═════ Stored data ═════

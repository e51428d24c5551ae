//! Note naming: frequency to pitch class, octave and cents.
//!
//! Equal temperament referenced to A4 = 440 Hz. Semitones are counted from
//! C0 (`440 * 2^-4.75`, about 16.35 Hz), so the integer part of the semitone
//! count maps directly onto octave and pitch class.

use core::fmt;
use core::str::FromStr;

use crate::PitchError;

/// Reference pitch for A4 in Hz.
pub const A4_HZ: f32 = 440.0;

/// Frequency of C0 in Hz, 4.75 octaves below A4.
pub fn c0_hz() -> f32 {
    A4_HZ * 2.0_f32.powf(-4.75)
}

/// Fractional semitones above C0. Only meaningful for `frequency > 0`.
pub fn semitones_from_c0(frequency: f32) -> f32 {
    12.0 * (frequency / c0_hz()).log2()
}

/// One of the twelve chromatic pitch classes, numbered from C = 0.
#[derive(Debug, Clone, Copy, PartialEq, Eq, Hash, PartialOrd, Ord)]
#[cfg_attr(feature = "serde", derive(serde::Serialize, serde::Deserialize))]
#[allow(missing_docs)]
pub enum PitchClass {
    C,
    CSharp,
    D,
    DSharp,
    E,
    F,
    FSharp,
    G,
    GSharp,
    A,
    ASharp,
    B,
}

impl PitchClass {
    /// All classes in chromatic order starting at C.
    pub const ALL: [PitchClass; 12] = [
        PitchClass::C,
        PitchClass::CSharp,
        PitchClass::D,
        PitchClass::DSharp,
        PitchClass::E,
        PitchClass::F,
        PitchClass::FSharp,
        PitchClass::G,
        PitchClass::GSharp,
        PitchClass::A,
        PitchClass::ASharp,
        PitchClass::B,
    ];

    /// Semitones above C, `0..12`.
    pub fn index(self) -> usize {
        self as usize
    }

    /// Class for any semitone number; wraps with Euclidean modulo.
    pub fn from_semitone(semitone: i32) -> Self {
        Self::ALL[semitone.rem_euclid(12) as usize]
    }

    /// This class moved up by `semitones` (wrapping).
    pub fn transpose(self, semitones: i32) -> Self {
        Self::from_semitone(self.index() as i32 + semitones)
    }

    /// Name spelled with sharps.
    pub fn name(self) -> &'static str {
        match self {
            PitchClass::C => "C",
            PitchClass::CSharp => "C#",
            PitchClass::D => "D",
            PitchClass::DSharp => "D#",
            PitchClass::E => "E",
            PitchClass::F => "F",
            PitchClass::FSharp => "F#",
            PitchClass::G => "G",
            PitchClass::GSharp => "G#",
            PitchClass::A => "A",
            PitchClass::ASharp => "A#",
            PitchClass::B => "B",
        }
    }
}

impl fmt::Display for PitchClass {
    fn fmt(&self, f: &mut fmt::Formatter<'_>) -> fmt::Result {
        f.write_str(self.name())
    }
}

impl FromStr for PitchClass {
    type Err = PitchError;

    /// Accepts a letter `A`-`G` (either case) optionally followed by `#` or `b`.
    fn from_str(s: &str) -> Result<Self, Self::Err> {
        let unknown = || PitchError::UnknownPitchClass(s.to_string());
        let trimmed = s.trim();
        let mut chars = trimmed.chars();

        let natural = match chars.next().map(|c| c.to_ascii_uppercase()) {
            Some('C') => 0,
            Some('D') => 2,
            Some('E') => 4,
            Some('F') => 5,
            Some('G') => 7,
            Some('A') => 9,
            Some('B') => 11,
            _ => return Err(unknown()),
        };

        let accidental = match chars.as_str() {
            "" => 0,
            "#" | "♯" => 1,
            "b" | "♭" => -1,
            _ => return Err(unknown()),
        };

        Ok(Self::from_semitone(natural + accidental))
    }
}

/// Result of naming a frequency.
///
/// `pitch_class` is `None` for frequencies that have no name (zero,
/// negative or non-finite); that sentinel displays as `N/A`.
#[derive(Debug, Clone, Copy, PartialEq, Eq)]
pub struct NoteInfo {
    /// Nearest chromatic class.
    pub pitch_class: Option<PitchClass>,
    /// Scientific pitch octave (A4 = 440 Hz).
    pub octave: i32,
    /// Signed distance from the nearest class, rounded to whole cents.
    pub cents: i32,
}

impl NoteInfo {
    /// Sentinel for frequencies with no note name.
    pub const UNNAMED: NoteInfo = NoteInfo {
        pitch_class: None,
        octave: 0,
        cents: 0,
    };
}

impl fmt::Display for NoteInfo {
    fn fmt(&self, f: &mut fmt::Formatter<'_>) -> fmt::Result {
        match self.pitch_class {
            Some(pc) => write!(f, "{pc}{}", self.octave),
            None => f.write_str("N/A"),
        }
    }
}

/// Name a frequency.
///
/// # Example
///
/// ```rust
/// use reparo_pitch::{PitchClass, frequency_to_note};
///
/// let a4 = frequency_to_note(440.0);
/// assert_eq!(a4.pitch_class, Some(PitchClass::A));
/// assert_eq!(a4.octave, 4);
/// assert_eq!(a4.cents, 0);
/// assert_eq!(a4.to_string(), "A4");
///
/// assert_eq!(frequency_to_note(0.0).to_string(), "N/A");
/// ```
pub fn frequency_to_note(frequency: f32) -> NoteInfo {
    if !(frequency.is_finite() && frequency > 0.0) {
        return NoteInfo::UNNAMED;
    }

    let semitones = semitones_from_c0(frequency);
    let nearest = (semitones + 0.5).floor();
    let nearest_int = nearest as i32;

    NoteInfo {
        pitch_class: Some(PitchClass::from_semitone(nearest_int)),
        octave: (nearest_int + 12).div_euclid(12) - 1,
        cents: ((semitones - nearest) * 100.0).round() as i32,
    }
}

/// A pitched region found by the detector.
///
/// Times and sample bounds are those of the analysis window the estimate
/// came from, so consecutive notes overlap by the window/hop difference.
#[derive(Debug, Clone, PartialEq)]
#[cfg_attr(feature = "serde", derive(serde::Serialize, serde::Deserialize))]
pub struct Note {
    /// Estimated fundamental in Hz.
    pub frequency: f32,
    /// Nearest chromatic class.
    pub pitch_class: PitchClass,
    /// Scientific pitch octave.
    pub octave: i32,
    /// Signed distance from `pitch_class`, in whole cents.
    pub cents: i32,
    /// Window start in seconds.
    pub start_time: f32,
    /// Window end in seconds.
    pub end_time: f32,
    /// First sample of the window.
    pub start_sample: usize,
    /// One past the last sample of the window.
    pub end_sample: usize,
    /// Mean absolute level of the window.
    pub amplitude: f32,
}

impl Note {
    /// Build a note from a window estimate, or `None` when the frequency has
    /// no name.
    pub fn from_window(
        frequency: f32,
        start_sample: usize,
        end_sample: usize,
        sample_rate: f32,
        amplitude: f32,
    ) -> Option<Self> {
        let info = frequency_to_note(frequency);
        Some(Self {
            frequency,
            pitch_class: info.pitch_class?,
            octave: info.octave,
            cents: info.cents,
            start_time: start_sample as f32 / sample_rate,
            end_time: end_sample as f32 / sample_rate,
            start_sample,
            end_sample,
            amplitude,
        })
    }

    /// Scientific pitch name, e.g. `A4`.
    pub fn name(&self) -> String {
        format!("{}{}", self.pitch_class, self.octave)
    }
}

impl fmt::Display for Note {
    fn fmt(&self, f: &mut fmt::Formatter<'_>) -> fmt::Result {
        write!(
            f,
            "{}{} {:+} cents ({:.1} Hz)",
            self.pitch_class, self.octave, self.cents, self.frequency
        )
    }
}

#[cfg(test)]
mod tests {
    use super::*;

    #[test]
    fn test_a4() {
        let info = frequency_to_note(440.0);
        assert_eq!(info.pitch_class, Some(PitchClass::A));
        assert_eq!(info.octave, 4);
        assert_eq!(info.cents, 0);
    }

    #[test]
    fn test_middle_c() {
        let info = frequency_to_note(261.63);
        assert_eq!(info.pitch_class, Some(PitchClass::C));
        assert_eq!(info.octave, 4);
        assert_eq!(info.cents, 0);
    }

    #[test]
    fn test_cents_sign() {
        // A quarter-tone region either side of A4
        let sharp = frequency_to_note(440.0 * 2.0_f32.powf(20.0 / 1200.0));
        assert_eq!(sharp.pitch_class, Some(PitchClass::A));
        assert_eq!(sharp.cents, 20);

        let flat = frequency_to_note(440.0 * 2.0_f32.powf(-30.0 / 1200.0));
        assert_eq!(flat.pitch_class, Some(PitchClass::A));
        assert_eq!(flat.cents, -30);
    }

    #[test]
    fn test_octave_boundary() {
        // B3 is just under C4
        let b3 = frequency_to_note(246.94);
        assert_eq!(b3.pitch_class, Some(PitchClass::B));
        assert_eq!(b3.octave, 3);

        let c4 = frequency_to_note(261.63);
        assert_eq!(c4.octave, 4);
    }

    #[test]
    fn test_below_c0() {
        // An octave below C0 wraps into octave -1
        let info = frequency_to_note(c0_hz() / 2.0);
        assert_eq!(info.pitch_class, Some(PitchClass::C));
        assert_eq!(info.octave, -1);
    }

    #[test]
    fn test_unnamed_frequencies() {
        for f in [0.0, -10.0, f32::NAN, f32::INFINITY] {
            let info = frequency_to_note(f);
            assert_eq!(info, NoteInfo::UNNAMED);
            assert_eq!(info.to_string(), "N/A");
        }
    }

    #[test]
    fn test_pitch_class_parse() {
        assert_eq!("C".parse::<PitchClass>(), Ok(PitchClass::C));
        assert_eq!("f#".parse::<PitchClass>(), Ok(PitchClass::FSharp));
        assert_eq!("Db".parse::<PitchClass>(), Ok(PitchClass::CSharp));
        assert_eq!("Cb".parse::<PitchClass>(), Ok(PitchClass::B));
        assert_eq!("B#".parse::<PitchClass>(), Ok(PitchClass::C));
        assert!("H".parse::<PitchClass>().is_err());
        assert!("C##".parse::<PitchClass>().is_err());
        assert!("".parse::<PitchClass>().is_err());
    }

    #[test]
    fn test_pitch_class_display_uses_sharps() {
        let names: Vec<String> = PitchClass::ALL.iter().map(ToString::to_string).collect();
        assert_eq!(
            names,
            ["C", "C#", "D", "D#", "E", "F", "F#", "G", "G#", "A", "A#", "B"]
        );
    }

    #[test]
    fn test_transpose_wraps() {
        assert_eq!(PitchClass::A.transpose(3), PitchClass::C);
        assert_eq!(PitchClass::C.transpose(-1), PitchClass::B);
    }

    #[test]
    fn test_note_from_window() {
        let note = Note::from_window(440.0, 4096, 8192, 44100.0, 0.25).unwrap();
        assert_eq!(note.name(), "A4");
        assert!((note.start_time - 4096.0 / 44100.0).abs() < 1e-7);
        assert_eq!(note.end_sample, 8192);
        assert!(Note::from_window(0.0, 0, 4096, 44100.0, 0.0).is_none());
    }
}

═════
═════ Stored data ═════

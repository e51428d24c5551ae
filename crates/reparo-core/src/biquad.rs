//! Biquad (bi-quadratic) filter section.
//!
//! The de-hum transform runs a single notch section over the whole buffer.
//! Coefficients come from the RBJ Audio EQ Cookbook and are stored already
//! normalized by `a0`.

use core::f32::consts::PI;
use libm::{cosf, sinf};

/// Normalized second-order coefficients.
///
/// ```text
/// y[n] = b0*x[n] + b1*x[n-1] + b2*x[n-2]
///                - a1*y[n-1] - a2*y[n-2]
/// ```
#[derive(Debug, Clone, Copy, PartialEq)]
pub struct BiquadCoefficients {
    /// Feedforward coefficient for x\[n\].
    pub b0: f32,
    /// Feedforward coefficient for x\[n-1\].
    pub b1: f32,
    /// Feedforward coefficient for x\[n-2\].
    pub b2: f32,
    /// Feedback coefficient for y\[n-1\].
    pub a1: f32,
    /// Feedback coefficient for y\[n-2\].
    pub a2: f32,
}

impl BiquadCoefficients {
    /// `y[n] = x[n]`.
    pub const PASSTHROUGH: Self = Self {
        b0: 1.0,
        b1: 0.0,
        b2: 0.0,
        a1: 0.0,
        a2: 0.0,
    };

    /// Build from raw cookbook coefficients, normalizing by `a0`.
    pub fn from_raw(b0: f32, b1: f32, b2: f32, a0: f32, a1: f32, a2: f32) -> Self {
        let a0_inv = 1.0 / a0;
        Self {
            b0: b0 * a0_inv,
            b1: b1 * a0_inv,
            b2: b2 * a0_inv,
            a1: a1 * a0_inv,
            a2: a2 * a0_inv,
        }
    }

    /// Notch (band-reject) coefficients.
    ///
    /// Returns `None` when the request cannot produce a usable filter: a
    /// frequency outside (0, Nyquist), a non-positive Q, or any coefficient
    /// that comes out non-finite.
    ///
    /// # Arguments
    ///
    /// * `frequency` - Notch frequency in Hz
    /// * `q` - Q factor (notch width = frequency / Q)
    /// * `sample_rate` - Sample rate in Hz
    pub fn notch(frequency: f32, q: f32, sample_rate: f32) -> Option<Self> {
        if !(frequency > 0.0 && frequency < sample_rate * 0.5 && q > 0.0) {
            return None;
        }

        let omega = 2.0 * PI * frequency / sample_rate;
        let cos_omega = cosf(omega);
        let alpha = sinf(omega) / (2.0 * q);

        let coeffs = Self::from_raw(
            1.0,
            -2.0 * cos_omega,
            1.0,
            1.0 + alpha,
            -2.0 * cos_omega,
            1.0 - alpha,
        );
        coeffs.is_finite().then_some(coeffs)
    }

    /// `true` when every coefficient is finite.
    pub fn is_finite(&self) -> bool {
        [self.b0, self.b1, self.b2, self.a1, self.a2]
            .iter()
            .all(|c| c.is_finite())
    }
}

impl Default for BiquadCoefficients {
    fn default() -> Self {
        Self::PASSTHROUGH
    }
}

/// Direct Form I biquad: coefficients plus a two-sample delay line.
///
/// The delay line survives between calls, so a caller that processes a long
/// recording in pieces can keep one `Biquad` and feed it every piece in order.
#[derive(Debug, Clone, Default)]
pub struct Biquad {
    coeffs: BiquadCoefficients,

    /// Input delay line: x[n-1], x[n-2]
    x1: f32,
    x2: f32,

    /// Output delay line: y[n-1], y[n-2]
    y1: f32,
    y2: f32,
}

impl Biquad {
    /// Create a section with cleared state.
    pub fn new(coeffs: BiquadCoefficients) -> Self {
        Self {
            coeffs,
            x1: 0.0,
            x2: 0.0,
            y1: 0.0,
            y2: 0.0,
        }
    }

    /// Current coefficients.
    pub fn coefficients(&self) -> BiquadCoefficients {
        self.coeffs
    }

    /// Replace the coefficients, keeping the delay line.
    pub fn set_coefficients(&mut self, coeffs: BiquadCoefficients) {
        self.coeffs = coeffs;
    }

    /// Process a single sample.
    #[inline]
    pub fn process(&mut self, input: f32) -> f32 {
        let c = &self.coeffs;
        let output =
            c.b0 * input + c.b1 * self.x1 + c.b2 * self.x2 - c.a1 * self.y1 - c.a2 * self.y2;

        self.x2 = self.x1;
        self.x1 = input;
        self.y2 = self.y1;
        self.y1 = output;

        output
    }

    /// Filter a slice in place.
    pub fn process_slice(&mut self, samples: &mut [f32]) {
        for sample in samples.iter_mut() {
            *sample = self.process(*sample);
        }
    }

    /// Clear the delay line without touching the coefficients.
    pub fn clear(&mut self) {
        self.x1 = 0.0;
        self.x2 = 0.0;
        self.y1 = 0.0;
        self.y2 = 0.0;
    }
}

═════

Set apart and copy each line of the records that holds the word "cosf".

use libm::{cosf, sinf};
        let cos_omega = cosf(omega);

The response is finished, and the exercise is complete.